“We’ve succeeded in getting our clinical teams to engage directly with the data and learn from the data. Every time I hear how the electronic data warehouse is referenced by clinicians and how the organization is using a rich repository of data to improve quality outcomes, all I can do is smile and say, wow, mission accomplished.”

—Myra Davis, Chief Information Officer, Texas Children’s Hospital

Texas Children’s Hospital is internationally renowned for caring for children in the United States and in other countries. US News & World Report ranked it the nation’s fourth best children’s hospital and the best in Texas in 2012. Founded in 1951, Texas Children’s resides in the largest medical complex in the world—Texas Medical Center in Houston—and provides primary and tertiary care for children through the hospitals, affiliated practices and health plan. Together, these facilities manage more than 1 million patient encounters each year.

“Today, we have a solution that integrates data management with evidence-based practice, operational data and financial metrics to allow us to understand the bigger scope of care delivery. We have never had the opportunity to do that before because so many silos of data existed. Now we can put patients first because we can see the data.”

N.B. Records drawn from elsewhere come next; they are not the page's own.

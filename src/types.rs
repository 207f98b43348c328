use std::fmt::{Display, Formatter};

use actix_web::http::StatusCode;
use actix_web::{HttpResponse, ResponseError};
use thiserror::Error;

/// Topping id reserved for "no topping". Never linked to a pizza.
pub const NO_TOPPING_ID: i32 = 1;

/// How many topping selects the order form offers.
pub const MAX_TOPPINGS: usize = 4;

#[derive(Debug, Error)]
#[error("{0}")]
pub struct PoolInitializationError(pub String);

/// Reference to a crust or sauce row, either by its stable id or by its display name.
#[derive(Debug, Clone, PartialEq, Eq)]
pub enum CatalogRef {
    Id(i32),
    Name(String),
}

impl Display for CatalogRef {
    fn fmt(&self, f: &mut Formatter<'_>) -> std::fmt::Result {
        match self {
            CatalogRef::Id(id) => write!(f, "id {id}"),
            CatalogRef::Name(name) => write!(f, "name '{name}'"),
        }
    }
}

pub type StoreResult<T> = Result<T, StoreError>;

#[derive(Debug, Error)]
pub enum StoreError {
    #[error("Crust with {0} not found")]
    UnknownCrust(CatalogRef),

    #[error("Sauce with {0} not found")]
    UnknownSauce(CatalogRef),

    #[error("Failed to establish connection: {0}")]
    Connection(String),

    #[error(transparent)]
    Database(#[from] diesel::result::Error),
}

/// Everything a request handler can fail with.
#[derive(Debug, Error)]
pub enum AppError {
    #[error("Invalid value for field '{field}': {reason}")]
    InvalidForm { field: String, reason: String },

    #[error(transparent)]
    Store(#[from] StoreError),

    #[error("Database actor unavailable: {0}")]
    Mailbox(#[from] actix::MailboxError),

    #[error("Unable to render page: {0}")]
    Template(#[from] tera::Error),
}

impl AppError {
    pub fn invalid_form(field: impl Into<String>, reason: impl Display) -> Self {
        AppError::InvalidForm {
            field: field.into(),
            reason: reason.to_string(),
        }
    }
}

impl ResponseError for AppError {
    fn status_code(&self) -> StatusCode {
        match self {
            AppError::InvalidForm { .. } => StatusCode::BAD_REQUEST,
            AppError::Store(StoreError::UnknownCrust(_) | StoreError::UnknownSauce(_)) => {
                StatusCode::NOT_FOUND
            }
            _ => StatusCode::INTERNAL_SERVER_ERROR,
        }
    }

    fn error_response(&self) -> HttpResponse {
        HttpResponse::build(self.status_code())
            .content_type("text/plain; charset=utf-8")
            .body(self.to_string())
    }
}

—Charles Macias, MD, Director of Evidence Based Outcomes, Texas Children’s Hospital

The core of Texas Children’s success lies in its commitment to raise the quality of patient care in part by implementing evidence-based care guidelines and measuring outcomes. The hospital is committed to meeting the Institute of Medicine’s goal of providing care that is safe, equitable, effective, patient-centered, timely and efficient. As a result, Texas Children’s has invested heavily in information systems that enable the delivery of higher quality, lower cost patient care.


The Challenge

In 2006, with the impending transition to value-based reimbursement on the horizon, Texas Children’s began to examine its quality improvement program with a strong emphasis on evaluation of data management capabilities. To succeed under a value-based system, the hospital’s leaders knew they needed the ability to analyze and better manage specific populations of patients, especially those most-costly patients with chronic problems such as asthma. They also knew they needed to identify areas of inefficiency and waste in their care programs, but lacked the hard data to pinpoint the suspected problems and to uncover other, hidden inefficiencies and safety issues.

To address this challenge, Texas Children’s launched an overall quality and safety strategy in 2006. The goal was to develop a comprehensive and integrated enterprise-wide data management infrastructure. The key foundational element involved implementation of an electronic health record (EHR) from Epic Systems, Inc. in order to collect raw clinical and financial data from across its enterprise. This was a critical first step in the data management strategy to transform data into meaningful information needed to guide its clinical quality interventions and waste reduction efforts.